§ **Data to process**:
|---|

//! Visited namespaces: which namespaces contribute completion candidates.
//!
//! # Qualified completion (`prefix::^`)
//!
//! The qualifier is resolved to a namespace `N`; the visited set is `N` plus
//! every namespace reachable from it through using directives. Inline and
//! anonymous namespaces directly inside a visited namespace are transparent:
//! their directives count as if written in the parent. Anonymous ones are also
//! reported themselves, under their synthetic `(anonymous)` name. Ordinary
//! nested namespaces are only visited when a directive reaches them.
//!
//! # Unqualified completion (`^`)
//!
//! The enclosing named namespaces, innermost first. Using directives are left
//! to ordinary unqualified lookup in the host.

use std::collections::VecDeque;

use indexmap::IndexSet;
use rustc_hash::FxHashSet;
use smol_str::SmolStr;
use tracing::{debug, trace};

use super::ids::ScopeId;
use super::resolve::{QualifierPath, ResolveResult, Resolver};
use super::scope_tree::{ScopeKind, ScopeTree};

/// Rendered names of the visited namespaces, without duplicates.
///
/// Iteration follows discovery order: innermost-first for unqualified
/// completion; for qualified completion the order carries no meaning.
pub type VisitedNamespaces = IndexSet<SmolStr>;

/// Result of walking the using-directive graph from one namespace.
#[derive(Clone, Debug, Default)]
pub struct UsingClosure {
    /// Namespaces reported as visited: the seed, directive targets and
    /// anonymous namespaces.
    pub reported: IndexSet<ScopeId>,
    /// Every namespace whose members are reachable, including transparent
    /// inline namespaces that are not reported.
    pub searched: IndexSet<ScopeId>,
}

/// Walk using directives from `seed`, treating inline and anonymous children
/// as transparent.
///
/// Terminates on cyclic directives: each namespace is expanded at most once.
/// A `seed` issued by another tree yields an empty closure.
pub fn using_closure(tree: &ScopeTree, seed: ScopeId) -> UsingClosure {
    let mut closure = UsingClosure::default();
    if !tree.contains(seed) {
        debug!(?seed, "scope is not part of this tree");
        return closure;
    }
    let mut expanded = FxHashSet::default();
    let mut queue = VecDeque::from([seed]);
    closure.reported.insert(seed);

    while let Some(current) = queue.pop_front() {
        if !expanded.insert(current) {
            continue;
        }
        closure.searched.insert(current);

        for &target in tree.using_directives(current) {
            trace!(from = ?current, to = ?target, "following using directive");
            closure.reported.insert(target);
            queue.push_back(target);
        }

        for child in tree.transparent_children(current) {
            if tree.kind(child) == ScopeKind::AnonymousNamespace {
                closure.reported.insert(child);
            }
            queue.push_back(child);
        }
    }

    closure
}

/// Visited namespaces for `qualifier::^` written in `scope`.
///
/// An unresolvable (or ambiguous) qualifier yields the empty set; there is
/// no fallback to unqualified completion. So does a `scope` issued by another
/// tree.
pub fn visited_qualified(
    tree: &ScopeTree,
    scope: ScopeId,
    qualifier: &QualifierPath,
) -> VisitedNamespaces {
    if !tree.contains(scope) {
        debug!(?scope, "scope is not part of this tree");
        return VisitedNamespaces::default();
    }
    let target = match Resolver::new(tree).with_scope(scope).resolve(qualifier) {
        ResolveResult::Found(target) => target,
        ResolveResult::Ambiguous(candidates) => {
            debug!(%qualifier, count = candidates.len(), "ambiguous qualifier");
            return VisitedNamespaces::default();
        }
        ResolveResult::NotFound => {
            debug!(%qualifier, "qualifier does not name a namespace");
            return VisitedNamespaces::default();
        }
    };

    using_closure(tree, target)
        .reported
        .into_iter()
        .filter(|&id| tree.kind(id) != ScopeKind::TranslationUnit)
        .map(|id| SmolStr::from(tree.display_name(id)))
        .collect()
}

/// Visited namespaces for a bare `^` in `scope`: the enclosing named
/// namespaces from innermost to outermost. Empty for a foreign `scope`.
pub fn visited_unqualified(tree: &ScopeTree, scope: ScopeId) -> VisitedNamespaces {
    if !tree.contains(scope) {
        debug!(?scope, "scope is not part of this tree");
        return VisitedNamespaces::default();
    }
    tree.ancestors(scope)
        .filter(|&id| tree.kind(id).is_named())
        .map(|id| SmolStr::from(tree.display_name(id)))
        .collect()
}

#[cfg(test)]
mod tests {
    use super::*;

    /// The namespaces of
    ///
    /// ```text
    /// namespace ns1 {}
    /// namespace ns2 {}
    /// namespace ns3 { namespace nns3 {} }
    /// namespace foo {
    ///   using namespace ns1;
    ///   namespace ns4 {}
    ///   namespace { using namespace ns2; }
    ///   inline namespace bar { using namespace ns3::nns3; }
    /// }
    /// namespace ns {}
    /// ```
    fn fixture() -> (ScopeTree, ScopeId) {
        let mut tree = ScopeTree::new();
        let root = tree.root();
        let ns1 = tree.open_namespace(root, "ns1", false);
        let ns2 = tree.open_namespace(root, "ns2", false);
        let ns3 = tree.open_namespace(root, "ns3", false);
        let nns3 = tree.open_namespace(ns3, "nns3", false);
        let foo = tree.open_namespace(root, "foo", false);
        tree.add_using_directive(foo, ns1);
        tree.open_namespace(foo, "ns4", false);
        let anon = tree.open_anonymous(foo);
        tree.add_using_directive(anon, ns2);
        let bar = tree.open_namespace(foo, "bar", true);
        tree.add_using_directive(bar, nns3);
        let ns = tree.open_namespace(root, "ns", false);
        (tree, ns)
    }

    fn sorted(visited: VisitedNamespaces) -> Vec<String> {
        let mut names: Vec<String> = visited.into_iter().map(|n| n.to_string()).collect();
        names.sort();
        names
    }

    #[test]
    fn test_qualified_closure_through_inline_and_anonymous() {
        let (tree, ns) = fixture();
        let qualifier = QualifierPath::parse("foo::").unwrap();
        let visited = visited_qualified(&tree, ns, &qualifier);
        assert_eq!(
            sorted(visited),
            vec!["foo", "foo::(anonymous)", "ns1", "ns2", "ns3::nns3"]
        );
    }

    #[test]
    fn test_unresolved_qualifier_is_empty() {
        let (tree, ns) = fixture();
        let qualifier = QualifierPath::parse("nope::").unwrap();
        assert!(visited_qualified(&tree, ns, &qualifier).is_empty());
    }

    #[test]
    fn test_cyclic_directives_terminate() {
        let mut tree = ScopeTree::new();
        let a = tree.open_namespace(tree.root(), "a", false);
        let b = tree.open_namespace(tree.root(), "b", false);
        tree.add_using_directive(a, b);
        tree.add_using_directive(b, a);

        let visited = visited_qualified(&tree, tree.root(), &QualifierPath::parse("a::").unwrap());
        assert_eq!(sorted(visited), vec!["a", "b"]);
    }

    #[test]
    fn test_transitive_directives() {
        let mut tree = ScopeTree::new();
        let a = tree.open_namespace(tree.root(), "a", false);
        let b = tree.open_namespace(tree.root(), "b", false);
        let c = tree.open_namespace(tree.root(), "c", false);
        let c_anon = tree.open_anonymous(c);
        let d = tree.open_namespace(tree.root(), "d", false);
        tree.add_using_directive(a, b);
        tree.add_using_directive(b, c);
        tree.add_using_directive(c_anon, d);

        let visited = visited_qualified(&tree, tree.root(), &QualifierPath::parse("a::").unwrap());
        assert_eq!(sorted(visited), vec!["a", "b", "c", "c::(anonymous)", "d"]);
    }

    #[test]
    fn test_closure_searches_inline_without_reporting() {
        let (tree, _) = fixture();
        let foo = tree.find("foo").unwrap();
        let bar = tree.find("foo::bar").unwrap();
        let closure = using_closure(&tree, foo);
        assert!(closure.searched.contains(&bar));
        assert!(!closure.reported.contains(&bar));
    }

    #[test]
    fn test_unqualified_chain_is_innermost_first() {
        let mut tree = ScopeTree::new();
        let n1 = tree.open_namespace(tree.root(), "n1", false);
        let n2 = tree.open_namespace(n1, "n2", false);
        let anon = tree.open_anonymous(n2);
        let visited = visited_unqualified(&tree, anon);
        let names: Vec<&str> = visited.iter().map(|n| n.as_str()).collect();
        assert_eq!(names, vec!["n1::n2", "n1"]);
        assert!(visited_unqualified(&tree, tree.root()).is_empty());
    }

    #[test]
    fn test_foreign_scope_yields_empty_sets() {
        let (big, _) = fixture();
        let foreign = big.find("ns3::nns3").unwrap();

        let small = ScopeTree::new();
        assert!(!small.contains(foreign));
        let qualifier = QualifierPath::parse("a::").unwrap();
        assert!(visited_qualified(&small, foreign, &qualifier).is_empty());
        assert!(visited_unqualified(&small, foreign).is_empty());

        let closure = using_closure(&small, foreign);
        assert!(closure.reported.is_empty());
        assert!(closure.searched.is_empty());
    }

    #[test]
    fn test_out_of_range_scope_id_is_empty() {
        let (tree, _) = fixture();
        let id = ScopeId::new(tree.len() as u32);
        let qualifier = QualifierPath::parse("::foo::").unwrap();
        assert!(visited_qualified(&tree, id, &qualifier).is_empty());
        assert!(visited_unqualified(&tree, ScopeId::new(u32::MAX)).is_empty());
    }
}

|---|

§ **Action item**:
An exact copy of the lines above, from the one containing "let target = match" through the one containing "namespaces for a", is the whole of the answer.

§ **Result for this task**:
    let target = match Resolver::new(tree).with_scope(scope).resolve(qualifier) {
        ResolveResult::Found(target) => target,
        ResolveResult::Ambiguous(candidates) => {
            debug!(%qualifier, count = candidates.len(), "ambiguous qualifier");
            return VisitedNamespaces::default();
        }
        ResolveResult::NotFound => {
            debug!(%qualifier, "qualifier does not name a namespace");
            return VisitedNamespaces::default();
        }
    };

    using_closure(tree, target)
        .reported
        .into_iter()
        .filter(|&id| tree.kind(id) != ScopeKind::TranslationUnit)
        .map(|id| SmolStr::from(tree.display_name(id)))
        .collect()
}

/// Visited namespaces for a bare `^` in `scope`: the enclosing named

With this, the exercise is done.